### The Library of Babel function

MathWorld calls this *Tupper's Self-Referential Formula* because a graph of that inequality in the domain 0<x<105, N<y<N+16 for a particular 541-digit number N shows an image of the function itself.

Closer investigation reveals that MathWorld does not even begin to do justice to the function, for higher up on the graph of this function one can find the complete works of Shakespeare, the contents of the lost library of Alexandria, and perhaps even the solution to unifying quantum mechanic with general relativity! At y values nearer the origin, you can find tomorrow's winning lottery number! If that sounds unbelievable, read on....

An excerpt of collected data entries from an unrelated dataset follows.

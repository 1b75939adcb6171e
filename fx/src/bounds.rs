//! Plausibility bands for resolved rates.

use std::collections::HashMap;
use std::fmt;
use std::str::FromStr;

use rust_decimal::Decimal;
use tracing::warn;
use wallet_common::{Currency, CurrencyPair};

use crate::error::{FxError, FxResult};

/// Inclusive range a rate must fall in. Either side may be open.
#[derive(Debug, Clone, Copy, PartialEq, Eq, Default)]
pub struct RateBand {
    pub min: Option<Decimal>,
    pub max: Option<Decimal>,
}

impl RateBand {
    /// Band with both sides set.
    pub fn between(min: Decimal, max: Decimal) -> Self {
        Self {
            min: Some(min),
            max: Some(max),
        }
    }

    /// Band with only an upper bound.
    pub fn at_most(max: Decimal) -> Self {
        Self {
            min: None,
            max: Some(max),
        }
    }

    /// Band with only a lower bound.
    pub fn at_least(min: Decimal) -> Self {
        Self {
            min: Some(min),
            max: None,
        }
    }

    /// Whether `rate` is inside the band.
    pub fn contains(&self, rate: Decimal) -> bool {
        self.min.map_or(true, |min| rate >= min) && self.max.map_or(true, |max| rate <= max)
    }
}

impl fmt::Display for RateBand {
    fn fmt(&self, f: &mut fmt::Formatter<'_>) -> fmt::Result {
        if let Some(min) = self.min {
            write!(f, "{min}")?;
        }
        f.write_str("..")?;
        if let Some(max) = self.max {
            write!(f, "{max}")?;
        }
        Ok(())
    }
}

impl FromStr for RateBand {
    type Err = String;

    /// Parse `min..max`, `..max` or `min..`.
    fn from_str(s: &str) -> Result<Self, Self::Err> {
        let (min, max) = s
            .split_once("..")
            .ok_or_else(|| format!("invalid rate band {s:?}: expected min..max"))?;

        let parse_side = |side: &str| -> Result<Option<Decimal>, String> {
            let side = side.trim();
            if side.is_empty() {
                return Ok(None);
            }
            side.parse::<Decimal>()
                .map(Some)
                .map_err(|e| format!("invalid bound {side:?}: {e}"))
        };

        let band = Self {
            min: parse_side(min)?,
            max: parse_side(max)?,
        };

        if let (Some(min), Some(max)) = (band.min, band.max) {
            if min > max {
                return Err(format!("invalid rate band {s:?}: min exceeds max"));
            }
        }

        Ok(band)
    }
}

/// Per-pair sanity bands. Pairs without a band pass unchecked.
#[derive(Debug, Clone, PartialEq)]
pub struct SanityBounds {
    bands: HashMap<CurrencyPair, RateBand>,
}

impl SanityBounds {
    /// No bands at all.
    pub fn unchecked() -> Self {
        Self {
            bands: HashMap::new(),
        }
    }

    /// Add or replace the band for a pair.
    pub fn with_band(mut self, pair: CurrencyPair, band: RateBand) -> Self {
        self.bands.insert(pair, band);
        self
    }

    /// Band configured for a pair.
    pub fn band(&self, pair: &CurrencyPair) -> Option<&RateBand> {
        self.bands.get(pair)
    }

    /// Number of configured bands.
    pub fn len(&self) -> usize {
        self.bands.len()
    }

    pub fn is_empty(&self) -> bool {
        self.bands.is_empty()
    }

    /// Fail with `ImplausibleRate` if `rate` is outside the pair's band.
    pub fn check(&self, pair: &CurrencyPair, rate: Decimal) -> FxResult<()> {
        if pair.is_identity() {
            return Ok(());
        }

        match self.bands.get(pair) {
            Some(band) if !band.contains(rate) => {
                warn!(pair = %pair, rate = %rate, band = %band, "Rejected implausible rate");
                Err(FxError::ImplausibleRate { pair: *pair, rate })
            }
            _ => Ok(()),
        }
    }

    /// Parse a comma-separated table such as `USD/RUB=10..100,RUB/USD=..0.05`.
    pub fn parse(table: &str) -> Result<Self, String> {
        let mut bounds = Self::unchecked();

        for entry in table.split(',').map(str::trim).filter(|e| !e.is_empty()) {
            let (pair, band) = entry
                .split_once('=')
                .ok_or_else(|| format!("invalid bound entry {entry:?}: expected PAIR=min..max"))?;
            let (base, quote) = pair
                .split_once('/')
                .ok_or_else(|| format!("invalid pair {pair:?}: expected BASE/QUOTE"))?;

            let base: Currency = base.parse().map_err(|e| format!("{e}"))?;
            let quote: Currency = quote.parse().map_err(|e| format!("{e}"))?;
            let band: RateBand = band.parse()?;

            bounds.bands.insert(CurrencyPair::new(base, quote), band);
        }

        Ok(bounds)
    }
}

impl Default for SanityBounds {
    /// Bands for the pairs whose rates are well known to be stable.
    fn default() -> Self {
        let two = Decimal::TWO;
        let five_cents = Decimal::new(5, 2);

        Self::unchecked()
            .with_band(
                CurrencyPair::new(Currency::Usd, Currency::Rub),
                RateBand::between(Decimal::TEN, Decimal::ONE_HUNDRED),
            )
            .with_band(
                CurrencyPair::new(Currency::Rub, Currency::Usd),
                RateBand::at_most(five_cents),
            )
            .with_band(
                CurrencyPair::new(Currency::Usd, Currency::Eur),
                RateBand::at_most(two),
            )
            .with_band(
                CurrencyPair::new(Currency::Eur, Currency::Usd),
                RateBand::at_most(two),
            )
    }
}

#[cfg(test)]
mod tests {
    use super::*;
    use rust_decimal_macros::dec;

    #[test]
    fn test_default_table() {
        let bounds = SanityBounds::default();
        let usd_rub = CurrencyPair::new(Currency::Usd, Currency::Rub);

        assert!(bounds.check(&usd_rub, dec!(80)).is_ok());
        assert!(bounds.check(&usd_rub, dec!(10)).is_ok());
        assert!(bounds.check(&usd_rub, dec!(100)).is_ok());
        assert_eq!(
            bounds.check(&usd_rub, dec!(9.99)),
            Err(FxError::ImplausibleRate { pair: usd_rub, rate: dec!(9.99) })
        );
        assert!(bounds.check(&usd_rub, dec!(100.01)).is_err());

        let rub_usd = usd_rub.inverse();
        assert!(bounds.check(&rub_usd, dec!(0.0125)).is_ok());
        assert!(bounds.check(&rub_usd, dec!(0.06)).is_err());

        let usd_eur = CurrencyPair::new(Currency::Usd, Currency::Eur);
        assert!(bounds.check(&usd_eur, dec!(1.125)).is_ok());
        assert!(bounds.check(&usd_eur, dec!(2.5)).is_err());
    }

    #[test]
    fn test_unbanded_pairs_pass() {
        let bounds = SanityBounds::default();
        let eur_rub = CurrencyPair::new(Currency::Eur, Currency::Rub);

        assert!(bounds.band(&eur_rub).is_none());
        assert!(bounds.check(&eur_rub, dec!(1000000)).is_ok());
    }

    #[test]
    fn test_identity_never_checked() {
        let usd = CurrencyPair::new(Currency::Usd, Currency::Usd);
        let bounds = SanityBounds::unchecked().with_band(usd, RateBand::at_least(dec!(5)));

        assert!(bounds.check(&usd, Decimal::ONE).is_ok());
    }

    #[test]
    fn test_parse_table() {
        let bounds = SanityBounds::parse("USD/RUB=10..100, rub/usd=..0.05,EUR/USD=0.5..").unwrap();

        assert_eq!(bounds.len(), 3);
        assert_eq!(
            bounds.band(&CurrencyPair::new(Currency::Rub, Currency::Usd)),
            Some(&RateBand::at_most(dec!(0.05)))
        );
        assert_eq!(
            bounds.band(&CurrencyPair::new(Currency::Eur, Currency::Usd)),
            Some(&RateBand::at_least(dec!(0.5)))
        );
        assert!(SanityBounds::parse("").unwrap().is_empty());
    }

    #[test]
    fn test_parse_rejects_garbage() {
        assert!(SanityBounds::parse("USDRUB=1..2").is_err());
        assert!(SanityBounds::parse("USD/GBP=1..2").is_err());
        assert!(SanityBounds::parse("USD/RUB=5..1").is_err());
        assert!(SanityBounds::parse("USD/RUB=abc").is_err());
    }
}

Consider rearranging the function slightly, as above, with `k`=17. Then note that in the domain used, N<y<N+`k`-1 the numerator, floor(y/`k`) is a constant. Let's call that constant `B`. As a computer graphics programmer, the structure of the denominator of that fraction jumps out to me eye. The image appears in a rectangle 105 pixels wide by 17 pixels tall. Let's call the integer parts of x and y, `ix`=floor(x) and `iy`=floor(y). The term mod(`iy`,`k`) counts from 0 to 16. The exponent `k`*`ix` + mod(`iy`,`k`) just counts from 0 to 105*17-1, sequentially, moving first up each column, and starting over at the bottom of the next column. So let's label `index`=`k`*`ix` + mod(`iy`,`k`) as an index pointing to the pixel at (`ix`, `iy`). As an old C programmer, I see division by 2^`index` and recognize that as a bit-shift, moving the bits in `B` to the right by `index`. Taking mod 2 of an integer just asks if it is even or odd, or thinking of it another way, asks the value of the least significant bit in the binary representation of that number. Performing a bit-shift to the right, and then taking that value mod 2, is a way of asking

What is the value of the bit at positionindexin the binary representation ofB?

The graph of the formula contains every possible black and white bitmap of height k, in order, as you move up along the y-axis from the origin!

The particular 541 digit number chosen is, essentially, the integer representation of the bitmap. To see this directly, you can graph this function using the Unix utility bc by issuing the following commands in Terminal on Mac OS X, for example:

setenv BC_LINE_LENGTH 19

This tells bc to format its output with 17 characters to the line (not counting the \ and return character at the end of each line.)

bc

obase=2

That tells bc to display output results in binary, base 2.

print"\n",0,0,(960939379918958884971672962127852754715004339660129306651505519271702802395266424689642842174350718121267153782770623355993237280874144307891325963941337723487857735749823926629715517173716995165232890538221612403238855866184013235585136048828693337902491454229288667081096184496091705183454067827731551705405381627380967602565625016981482083418783163849115590225610003652351370343874461848378737238198224849863465033159410054974700593138339226497249461751545728366702369745461014655997933798537483143786841806593422227898388722980000748404719/17)

To get the 105 x 17 pixel rectangle to line up, the line above tells bc to print two leading zeros. If you then turn your head sideways and squint, or copy the output to a text editor and replace 0 with space and 1 with * to squint slightly less, you can see the bitmap image of the function.

This Graphing Calculator document graphs the case for k=1 enumerating all 1-pixel high bitmaps as you travel up the y-axis, which is just like counting in binary.

This Graphing Calculator document constructs the magic number `B` to find the first image of a "+" sign along the y-axis for the case `k=3`.

Number the pixels in a 3x3 bitmap like this: 2 5 8 1 4 7 0 3 6 Draw a "+'" sign in a 3x3 grid like this: .*. *** .*.

Then look at 558<y<561 since 3*(2+8+16+32+128)=558.